EXERCISE BRIEF: Your answer should consist of every line in the records that holds "contains".

DATASET EXCERPTS:
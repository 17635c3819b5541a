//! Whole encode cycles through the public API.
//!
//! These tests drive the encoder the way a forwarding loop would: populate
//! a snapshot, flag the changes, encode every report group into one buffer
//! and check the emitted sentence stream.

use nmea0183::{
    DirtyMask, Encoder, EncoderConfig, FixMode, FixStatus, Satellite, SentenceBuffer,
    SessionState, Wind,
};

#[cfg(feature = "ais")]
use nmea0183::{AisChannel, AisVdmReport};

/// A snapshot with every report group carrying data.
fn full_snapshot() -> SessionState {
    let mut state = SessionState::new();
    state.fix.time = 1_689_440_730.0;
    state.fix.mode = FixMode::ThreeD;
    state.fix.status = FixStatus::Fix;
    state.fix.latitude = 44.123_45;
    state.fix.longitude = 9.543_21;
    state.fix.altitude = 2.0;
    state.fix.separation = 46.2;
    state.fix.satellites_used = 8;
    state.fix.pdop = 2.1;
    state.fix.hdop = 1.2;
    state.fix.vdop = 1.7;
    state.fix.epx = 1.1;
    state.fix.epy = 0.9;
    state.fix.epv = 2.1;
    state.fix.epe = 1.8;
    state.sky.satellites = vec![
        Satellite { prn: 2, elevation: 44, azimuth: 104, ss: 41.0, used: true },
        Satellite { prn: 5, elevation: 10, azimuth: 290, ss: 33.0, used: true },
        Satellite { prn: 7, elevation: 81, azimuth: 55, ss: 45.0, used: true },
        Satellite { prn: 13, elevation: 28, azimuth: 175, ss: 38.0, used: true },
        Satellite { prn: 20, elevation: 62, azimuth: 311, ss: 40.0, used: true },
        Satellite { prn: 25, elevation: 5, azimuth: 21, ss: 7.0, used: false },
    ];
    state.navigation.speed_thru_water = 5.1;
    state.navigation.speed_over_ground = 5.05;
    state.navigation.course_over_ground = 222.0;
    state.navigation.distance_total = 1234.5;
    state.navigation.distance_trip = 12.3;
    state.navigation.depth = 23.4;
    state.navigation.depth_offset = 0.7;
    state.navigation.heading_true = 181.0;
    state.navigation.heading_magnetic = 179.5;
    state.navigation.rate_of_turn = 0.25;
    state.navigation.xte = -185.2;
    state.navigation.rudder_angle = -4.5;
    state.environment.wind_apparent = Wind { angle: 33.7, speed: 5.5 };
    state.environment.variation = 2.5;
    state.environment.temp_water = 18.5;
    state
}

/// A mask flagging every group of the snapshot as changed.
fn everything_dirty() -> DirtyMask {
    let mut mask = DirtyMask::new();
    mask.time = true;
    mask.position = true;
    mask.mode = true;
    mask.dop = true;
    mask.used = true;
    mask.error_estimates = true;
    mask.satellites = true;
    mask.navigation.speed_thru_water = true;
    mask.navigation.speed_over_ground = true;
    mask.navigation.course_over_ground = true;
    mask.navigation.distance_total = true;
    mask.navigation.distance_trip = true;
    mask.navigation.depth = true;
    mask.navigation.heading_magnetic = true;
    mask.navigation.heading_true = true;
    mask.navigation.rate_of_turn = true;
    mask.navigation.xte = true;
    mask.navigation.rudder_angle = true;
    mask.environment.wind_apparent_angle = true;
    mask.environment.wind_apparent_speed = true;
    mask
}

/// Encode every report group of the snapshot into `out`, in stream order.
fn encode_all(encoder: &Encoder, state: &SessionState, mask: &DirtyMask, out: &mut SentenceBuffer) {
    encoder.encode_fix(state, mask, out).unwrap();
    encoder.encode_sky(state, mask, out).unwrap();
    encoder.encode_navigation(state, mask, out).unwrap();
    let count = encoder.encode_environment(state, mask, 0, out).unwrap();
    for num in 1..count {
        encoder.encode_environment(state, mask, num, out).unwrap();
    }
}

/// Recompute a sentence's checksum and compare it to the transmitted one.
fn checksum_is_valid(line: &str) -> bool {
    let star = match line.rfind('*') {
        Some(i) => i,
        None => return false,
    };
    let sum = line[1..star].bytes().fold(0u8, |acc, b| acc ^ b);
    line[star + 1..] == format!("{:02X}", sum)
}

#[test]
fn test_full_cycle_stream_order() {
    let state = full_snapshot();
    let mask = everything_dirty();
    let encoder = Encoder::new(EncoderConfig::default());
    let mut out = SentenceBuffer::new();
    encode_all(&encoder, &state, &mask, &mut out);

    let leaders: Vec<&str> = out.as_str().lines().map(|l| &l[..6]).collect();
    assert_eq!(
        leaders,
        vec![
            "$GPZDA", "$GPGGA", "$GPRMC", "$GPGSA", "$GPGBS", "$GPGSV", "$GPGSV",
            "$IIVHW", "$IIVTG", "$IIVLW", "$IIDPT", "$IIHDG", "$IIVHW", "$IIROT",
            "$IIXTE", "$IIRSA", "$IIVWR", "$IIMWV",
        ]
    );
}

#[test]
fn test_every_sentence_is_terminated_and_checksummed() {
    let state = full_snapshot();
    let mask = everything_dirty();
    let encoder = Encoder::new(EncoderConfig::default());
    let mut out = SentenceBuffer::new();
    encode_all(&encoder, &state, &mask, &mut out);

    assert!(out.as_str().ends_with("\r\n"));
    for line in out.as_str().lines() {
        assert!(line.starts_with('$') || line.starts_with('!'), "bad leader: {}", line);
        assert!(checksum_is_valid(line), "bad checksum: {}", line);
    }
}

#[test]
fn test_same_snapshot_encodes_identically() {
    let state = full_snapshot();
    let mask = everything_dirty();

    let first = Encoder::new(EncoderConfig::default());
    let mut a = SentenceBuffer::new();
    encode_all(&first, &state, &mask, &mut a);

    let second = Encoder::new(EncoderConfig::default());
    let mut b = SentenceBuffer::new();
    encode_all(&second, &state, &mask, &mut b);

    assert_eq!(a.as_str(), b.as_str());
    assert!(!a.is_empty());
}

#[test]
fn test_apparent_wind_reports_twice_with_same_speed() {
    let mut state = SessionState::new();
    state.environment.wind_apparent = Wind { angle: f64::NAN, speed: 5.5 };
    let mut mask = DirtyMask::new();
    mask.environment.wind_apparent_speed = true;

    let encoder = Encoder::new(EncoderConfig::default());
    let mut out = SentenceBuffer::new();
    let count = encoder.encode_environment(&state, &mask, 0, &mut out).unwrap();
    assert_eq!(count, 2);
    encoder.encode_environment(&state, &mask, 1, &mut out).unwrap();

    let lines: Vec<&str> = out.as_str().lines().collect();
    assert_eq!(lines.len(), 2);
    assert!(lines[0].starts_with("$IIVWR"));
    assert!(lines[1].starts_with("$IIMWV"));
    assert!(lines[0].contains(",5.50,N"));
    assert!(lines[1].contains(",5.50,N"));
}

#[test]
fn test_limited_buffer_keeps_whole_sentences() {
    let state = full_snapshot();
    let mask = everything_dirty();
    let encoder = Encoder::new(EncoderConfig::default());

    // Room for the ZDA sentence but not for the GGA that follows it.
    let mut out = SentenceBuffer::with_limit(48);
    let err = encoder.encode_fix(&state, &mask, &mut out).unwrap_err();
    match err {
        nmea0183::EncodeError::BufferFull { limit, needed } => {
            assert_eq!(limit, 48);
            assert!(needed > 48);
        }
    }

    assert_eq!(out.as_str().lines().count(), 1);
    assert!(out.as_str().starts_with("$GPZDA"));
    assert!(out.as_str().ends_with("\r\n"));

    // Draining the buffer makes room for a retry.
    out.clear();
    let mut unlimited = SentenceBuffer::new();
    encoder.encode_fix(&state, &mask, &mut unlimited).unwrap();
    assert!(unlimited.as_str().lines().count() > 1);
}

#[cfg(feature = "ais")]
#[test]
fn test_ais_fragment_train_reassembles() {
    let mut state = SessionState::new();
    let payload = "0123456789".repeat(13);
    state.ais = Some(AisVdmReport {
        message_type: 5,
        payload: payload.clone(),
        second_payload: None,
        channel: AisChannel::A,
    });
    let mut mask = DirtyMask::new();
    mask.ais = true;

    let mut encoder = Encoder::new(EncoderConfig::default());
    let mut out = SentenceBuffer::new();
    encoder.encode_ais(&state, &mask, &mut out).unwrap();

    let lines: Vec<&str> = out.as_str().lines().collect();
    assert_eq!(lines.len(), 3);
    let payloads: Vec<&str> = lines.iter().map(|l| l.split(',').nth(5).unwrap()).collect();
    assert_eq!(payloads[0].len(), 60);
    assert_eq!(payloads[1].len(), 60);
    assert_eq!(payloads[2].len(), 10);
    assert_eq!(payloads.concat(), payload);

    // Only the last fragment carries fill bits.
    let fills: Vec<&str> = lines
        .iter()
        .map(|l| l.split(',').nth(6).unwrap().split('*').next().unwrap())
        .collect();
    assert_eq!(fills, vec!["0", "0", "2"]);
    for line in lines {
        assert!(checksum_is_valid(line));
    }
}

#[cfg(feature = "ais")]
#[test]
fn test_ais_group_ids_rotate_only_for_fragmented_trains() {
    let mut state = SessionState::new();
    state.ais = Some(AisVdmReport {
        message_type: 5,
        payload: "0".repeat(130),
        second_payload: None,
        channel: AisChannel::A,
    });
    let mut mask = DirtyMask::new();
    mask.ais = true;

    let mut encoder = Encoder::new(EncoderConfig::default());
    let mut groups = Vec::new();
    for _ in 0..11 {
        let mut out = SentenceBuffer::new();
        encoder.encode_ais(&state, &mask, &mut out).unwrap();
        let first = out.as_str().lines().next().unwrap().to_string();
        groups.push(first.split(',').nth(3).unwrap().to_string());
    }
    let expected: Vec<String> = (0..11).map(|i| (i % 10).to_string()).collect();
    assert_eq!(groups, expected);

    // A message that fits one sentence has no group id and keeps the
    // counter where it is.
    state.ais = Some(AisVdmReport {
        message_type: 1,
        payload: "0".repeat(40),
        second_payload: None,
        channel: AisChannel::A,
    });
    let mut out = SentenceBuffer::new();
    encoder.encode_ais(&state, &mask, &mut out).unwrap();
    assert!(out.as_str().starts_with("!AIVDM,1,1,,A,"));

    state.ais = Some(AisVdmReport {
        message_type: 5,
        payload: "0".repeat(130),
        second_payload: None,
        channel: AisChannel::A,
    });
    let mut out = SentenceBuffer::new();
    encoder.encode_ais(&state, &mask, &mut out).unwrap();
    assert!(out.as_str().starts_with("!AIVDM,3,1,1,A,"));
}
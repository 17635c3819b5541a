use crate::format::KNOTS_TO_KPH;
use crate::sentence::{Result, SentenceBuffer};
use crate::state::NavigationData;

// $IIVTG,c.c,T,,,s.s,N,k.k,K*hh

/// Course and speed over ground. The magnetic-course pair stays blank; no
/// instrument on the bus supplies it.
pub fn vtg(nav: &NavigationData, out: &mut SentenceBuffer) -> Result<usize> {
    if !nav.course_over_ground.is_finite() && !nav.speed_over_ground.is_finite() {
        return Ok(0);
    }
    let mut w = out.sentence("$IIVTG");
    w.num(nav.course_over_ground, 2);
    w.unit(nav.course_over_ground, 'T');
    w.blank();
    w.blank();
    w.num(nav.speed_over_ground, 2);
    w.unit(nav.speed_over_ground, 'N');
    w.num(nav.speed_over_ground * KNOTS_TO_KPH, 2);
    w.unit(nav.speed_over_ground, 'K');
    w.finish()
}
* * *
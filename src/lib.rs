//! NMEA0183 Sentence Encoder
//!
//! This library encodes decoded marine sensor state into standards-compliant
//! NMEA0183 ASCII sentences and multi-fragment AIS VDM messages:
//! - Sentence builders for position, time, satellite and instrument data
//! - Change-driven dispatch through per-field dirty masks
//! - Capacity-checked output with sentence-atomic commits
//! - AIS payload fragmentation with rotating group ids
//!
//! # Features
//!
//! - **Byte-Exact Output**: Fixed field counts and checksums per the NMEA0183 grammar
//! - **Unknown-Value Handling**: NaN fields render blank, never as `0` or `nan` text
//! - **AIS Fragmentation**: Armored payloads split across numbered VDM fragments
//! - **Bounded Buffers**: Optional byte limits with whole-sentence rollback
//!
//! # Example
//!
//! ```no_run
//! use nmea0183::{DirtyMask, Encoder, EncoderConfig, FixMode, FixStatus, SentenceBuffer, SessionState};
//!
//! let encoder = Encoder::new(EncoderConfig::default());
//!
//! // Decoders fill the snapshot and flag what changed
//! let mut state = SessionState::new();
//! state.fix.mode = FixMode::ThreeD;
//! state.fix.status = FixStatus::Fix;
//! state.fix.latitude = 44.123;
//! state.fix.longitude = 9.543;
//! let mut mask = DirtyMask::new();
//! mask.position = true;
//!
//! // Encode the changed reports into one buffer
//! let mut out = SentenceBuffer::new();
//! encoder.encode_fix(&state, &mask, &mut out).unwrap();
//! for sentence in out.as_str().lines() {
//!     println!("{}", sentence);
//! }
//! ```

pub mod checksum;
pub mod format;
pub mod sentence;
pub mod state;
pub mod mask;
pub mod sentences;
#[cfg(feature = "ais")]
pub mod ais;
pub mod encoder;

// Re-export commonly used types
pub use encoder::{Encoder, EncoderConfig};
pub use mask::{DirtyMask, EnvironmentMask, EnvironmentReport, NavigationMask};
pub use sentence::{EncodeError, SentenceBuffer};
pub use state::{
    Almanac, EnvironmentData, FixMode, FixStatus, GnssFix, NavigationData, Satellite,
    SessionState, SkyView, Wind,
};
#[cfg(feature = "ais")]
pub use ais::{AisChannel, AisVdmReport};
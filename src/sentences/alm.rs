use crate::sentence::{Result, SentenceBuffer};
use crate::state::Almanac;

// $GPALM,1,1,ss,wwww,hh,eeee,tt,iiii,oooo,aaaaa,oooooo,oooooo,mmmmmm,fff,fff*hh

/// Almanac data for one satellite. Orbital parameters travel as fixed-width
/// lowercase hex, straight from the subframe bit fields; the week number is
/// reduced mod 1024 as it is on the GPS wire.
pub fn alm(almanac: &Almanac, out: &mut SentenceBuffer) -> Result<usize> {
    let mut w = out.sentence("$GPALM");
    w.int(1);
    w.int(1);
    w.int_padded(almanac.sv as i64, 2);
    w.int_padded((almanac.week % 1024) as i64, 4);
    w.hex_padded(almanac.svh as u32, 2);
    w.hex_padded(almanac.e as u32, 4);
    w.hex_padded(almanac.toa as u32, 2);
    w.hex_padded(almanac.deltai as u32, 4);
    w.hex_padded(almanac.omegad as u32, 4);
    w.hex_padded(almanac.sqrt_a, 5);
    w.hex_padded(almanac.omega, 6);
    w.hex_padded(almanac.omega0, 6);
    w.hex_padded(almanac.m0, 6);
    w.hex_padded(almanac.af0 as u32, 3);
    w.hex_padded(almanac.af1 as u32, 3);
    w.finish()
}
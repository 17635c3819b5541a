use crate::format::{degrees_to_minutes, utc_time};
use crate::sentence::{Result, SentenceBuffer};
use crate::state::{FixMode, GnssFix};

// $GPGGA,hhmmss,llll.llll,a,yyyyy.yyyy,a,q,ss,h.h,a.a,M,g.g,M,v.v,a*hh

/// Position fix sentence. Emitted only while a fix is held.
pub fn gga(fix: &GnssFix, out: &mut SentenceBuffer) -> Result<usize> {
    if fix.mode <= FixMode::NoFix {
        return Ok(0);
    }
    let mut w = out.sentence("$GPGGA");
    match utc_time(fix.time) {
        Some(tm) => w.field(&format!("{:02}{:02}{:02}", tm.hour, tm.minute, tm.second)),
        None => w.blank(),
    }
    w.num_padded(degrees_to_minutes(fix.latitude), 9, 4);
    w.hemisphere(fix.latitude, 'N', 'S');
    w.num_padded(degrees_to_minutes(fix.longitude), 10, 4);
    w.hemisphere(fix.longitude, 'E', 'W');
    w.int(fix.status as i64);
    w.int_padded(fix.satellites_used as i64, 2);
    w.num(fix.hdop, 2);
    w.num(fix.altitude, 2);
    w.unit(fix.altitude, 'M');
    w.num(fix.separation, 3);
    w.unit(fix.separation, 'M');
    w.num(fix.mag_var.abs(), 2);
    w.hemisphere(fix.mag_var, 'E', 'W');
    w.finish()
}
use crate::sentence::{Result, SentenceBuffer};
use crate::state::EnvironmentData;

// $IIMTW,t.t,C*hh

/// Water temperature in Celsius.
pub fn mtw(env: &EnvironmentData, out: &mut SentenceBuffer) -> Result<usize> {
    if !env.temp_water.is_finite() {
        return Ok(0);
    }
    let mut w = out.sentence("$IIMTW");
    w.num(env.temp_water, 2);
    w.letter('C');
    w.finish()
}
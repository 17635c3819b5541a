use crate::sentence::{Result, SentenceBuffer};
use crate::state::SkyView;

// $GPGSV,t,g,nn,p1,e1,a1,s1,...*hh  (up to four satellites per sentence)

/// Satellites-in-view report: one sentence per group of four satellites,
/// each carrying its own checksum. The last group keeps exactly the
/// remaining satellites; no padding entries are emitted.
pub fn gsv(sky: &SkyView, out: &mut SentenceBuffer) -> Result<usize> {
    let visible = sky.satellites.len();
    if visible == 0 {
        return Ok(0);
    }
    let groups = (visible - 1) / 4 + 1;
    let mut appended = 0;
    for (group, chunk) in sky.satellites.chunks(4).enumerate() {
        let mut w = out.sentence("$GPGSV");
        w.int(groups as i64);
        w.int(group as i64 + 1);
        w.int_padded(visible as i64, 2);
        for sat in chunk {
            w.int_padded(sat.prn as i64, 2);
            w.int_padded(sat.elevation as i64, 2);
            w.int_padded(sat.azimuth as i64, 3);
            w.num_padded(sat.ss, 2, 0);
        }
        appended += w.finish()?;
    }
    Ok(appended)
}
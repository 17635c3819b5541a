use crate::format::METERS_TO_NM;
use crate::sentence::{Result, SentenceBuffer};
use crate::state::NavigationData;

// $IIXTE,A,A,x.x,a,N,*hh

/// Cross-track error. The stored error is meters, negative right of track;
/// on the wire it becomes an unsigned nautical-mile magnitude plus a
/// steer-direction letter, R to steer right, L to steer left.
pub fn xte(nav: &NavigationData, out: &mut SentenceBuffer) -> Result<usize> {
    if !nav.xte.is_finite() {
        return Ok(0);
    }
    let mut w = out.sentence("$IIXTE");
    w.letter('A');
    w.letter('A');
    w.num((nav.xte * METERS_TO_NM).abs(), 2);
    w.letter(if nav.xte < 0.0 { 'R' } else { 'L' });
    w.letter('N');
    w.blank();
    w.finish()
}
...
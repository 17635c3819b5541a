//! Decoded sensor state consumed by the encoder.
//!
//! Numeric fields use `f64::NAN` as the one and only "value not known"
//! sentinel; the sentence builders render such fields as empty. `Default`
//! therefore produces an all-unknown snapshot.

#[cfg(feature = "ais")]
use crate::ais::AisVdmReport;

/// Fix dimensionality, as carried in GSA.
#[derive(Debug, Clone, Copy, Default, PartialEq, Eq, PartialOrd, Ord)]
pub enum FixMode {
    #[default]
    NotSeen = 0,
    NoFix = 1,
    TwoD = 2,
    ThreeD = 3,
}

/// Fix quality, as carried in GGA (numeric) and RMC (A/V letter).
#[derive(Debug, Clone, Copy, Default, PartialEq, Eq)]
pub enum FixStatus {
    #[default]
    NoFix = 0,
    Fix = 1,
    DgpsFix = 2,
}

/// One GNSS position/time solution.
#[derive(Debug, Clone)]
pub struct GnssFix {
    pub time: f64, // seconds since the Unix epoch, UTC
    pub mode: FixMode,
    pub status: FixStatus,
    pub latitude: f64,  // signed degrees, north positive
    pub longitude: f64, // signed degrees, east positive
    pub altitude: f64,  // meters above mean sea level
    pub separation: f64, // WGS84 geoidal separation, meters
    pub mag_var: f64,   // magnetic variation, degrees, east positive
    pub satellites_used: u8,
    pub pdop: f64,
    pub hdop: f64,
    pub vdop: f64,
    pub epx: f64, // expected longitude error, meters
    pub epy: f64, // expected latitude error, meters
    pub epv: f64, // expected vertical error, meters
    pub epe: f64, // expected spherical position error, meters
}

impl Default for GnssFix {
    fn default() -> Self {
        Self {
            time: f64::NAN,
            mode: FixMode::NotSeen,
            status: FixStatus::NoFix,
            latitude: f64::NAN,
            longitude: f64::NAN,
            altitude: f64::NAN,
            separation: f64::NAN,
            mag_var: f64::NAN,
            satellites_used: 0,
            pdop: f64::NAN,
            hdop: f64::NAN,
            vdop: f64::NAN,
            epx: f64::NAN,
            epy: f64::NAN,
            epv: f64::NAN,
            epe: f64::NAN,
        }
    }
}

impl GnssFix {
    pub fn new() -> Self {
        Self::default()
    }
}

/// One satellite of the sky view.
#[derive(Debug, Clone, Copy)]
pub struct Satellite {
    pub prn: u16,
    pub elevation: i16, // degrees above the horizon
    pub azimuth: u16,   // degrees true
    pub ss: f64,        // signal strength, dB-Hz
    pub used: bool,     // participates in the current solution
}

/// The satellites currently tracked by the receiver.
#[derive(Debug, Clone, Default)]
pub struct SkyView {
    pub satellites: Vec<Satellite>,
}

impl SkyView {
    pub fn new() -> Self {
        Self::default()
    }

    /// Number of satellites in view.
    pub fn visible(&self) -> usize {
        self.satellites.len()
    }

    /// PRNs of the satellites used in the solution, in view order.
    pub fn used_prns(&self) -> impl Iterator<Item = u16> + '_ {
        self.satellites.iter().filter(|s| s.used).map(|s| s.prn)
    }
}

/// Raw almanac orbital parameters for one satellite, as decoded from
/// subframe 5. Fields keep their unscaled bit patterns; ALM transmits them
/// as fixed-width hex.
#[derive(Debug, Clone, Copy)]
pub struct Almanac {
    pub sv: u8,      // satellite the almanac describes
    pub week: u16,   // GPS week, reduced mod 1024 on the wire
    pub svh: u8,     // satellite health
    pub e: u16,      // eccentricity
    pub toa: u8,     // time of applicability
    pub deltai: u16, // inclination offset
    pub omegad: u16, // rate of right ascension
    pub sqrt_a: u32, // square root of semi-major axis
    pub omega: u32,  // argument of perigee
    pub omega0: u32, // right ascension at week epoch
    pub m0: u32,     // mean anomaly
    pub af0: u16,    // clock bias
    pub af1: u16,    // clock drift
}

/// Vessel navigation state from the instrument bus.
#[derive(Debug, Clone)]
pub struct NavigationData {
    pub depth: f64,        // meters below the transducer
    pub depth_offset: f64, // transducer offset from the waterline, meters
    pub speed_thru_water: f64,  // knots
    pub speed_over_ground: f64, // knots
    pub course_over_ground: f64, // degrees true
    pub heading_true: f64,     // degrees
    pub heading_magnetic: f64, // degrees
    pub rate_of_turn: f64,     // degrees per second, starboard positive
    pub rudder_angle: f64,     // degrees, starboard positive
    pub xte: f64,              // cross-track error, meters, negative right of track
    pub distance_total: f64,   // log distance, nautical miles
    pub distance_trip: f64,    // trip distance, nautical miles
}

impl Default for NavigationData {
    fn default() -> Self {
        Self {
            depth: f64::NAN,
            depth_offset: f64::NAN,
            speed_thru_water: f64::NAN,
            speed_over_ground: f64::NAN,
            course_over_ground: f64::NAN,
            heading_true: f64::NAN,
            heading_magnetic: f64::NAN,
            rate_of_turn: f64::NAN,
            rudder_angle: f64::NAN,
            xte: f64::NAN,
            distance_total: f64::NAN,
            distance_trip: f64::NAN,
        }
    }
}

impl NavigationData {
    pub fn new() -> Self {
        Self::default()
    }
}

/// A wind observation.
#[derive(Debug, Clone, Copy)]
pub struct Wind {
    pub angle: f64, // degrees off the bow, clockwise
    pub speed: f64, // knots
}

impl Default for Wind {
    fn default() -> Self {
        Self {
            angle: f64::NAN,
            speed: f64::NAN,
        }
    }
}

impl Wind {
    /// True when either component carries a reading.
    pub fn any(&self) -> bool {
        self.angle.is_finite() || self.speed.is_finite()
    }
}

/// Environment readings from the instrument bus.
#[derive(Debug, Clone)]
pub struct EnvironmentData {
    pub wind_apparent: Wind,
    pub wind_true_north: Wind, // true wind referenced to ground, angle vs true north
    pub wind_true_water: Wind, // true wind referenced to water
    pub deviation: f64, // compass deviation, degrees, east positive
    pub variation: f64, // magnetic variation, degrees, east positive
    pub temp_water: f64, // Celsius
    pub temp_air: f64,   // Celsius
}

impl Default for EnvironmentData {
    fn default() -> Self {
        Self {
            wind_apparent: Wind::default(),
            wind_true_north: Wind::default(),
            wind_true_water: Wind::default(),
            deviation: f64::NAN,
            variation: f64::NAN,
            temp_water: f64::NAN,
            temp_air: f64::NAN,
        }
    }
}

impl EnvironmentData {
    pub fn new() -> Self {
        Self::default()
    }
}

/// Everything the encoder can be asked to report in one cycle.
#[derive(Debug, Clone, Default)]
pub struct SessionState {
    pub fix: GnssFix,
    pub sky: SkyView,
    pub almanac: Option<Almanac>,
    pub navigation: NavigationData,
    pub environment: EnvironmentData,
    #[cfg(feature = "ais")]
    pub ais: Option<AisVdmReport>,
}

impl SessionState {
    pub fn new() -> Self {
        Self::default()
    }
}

RESPONSE:
    assert!(lines[0].contains(",5.50,N"));
    assert!(lines[1].contains(",5.50,N"));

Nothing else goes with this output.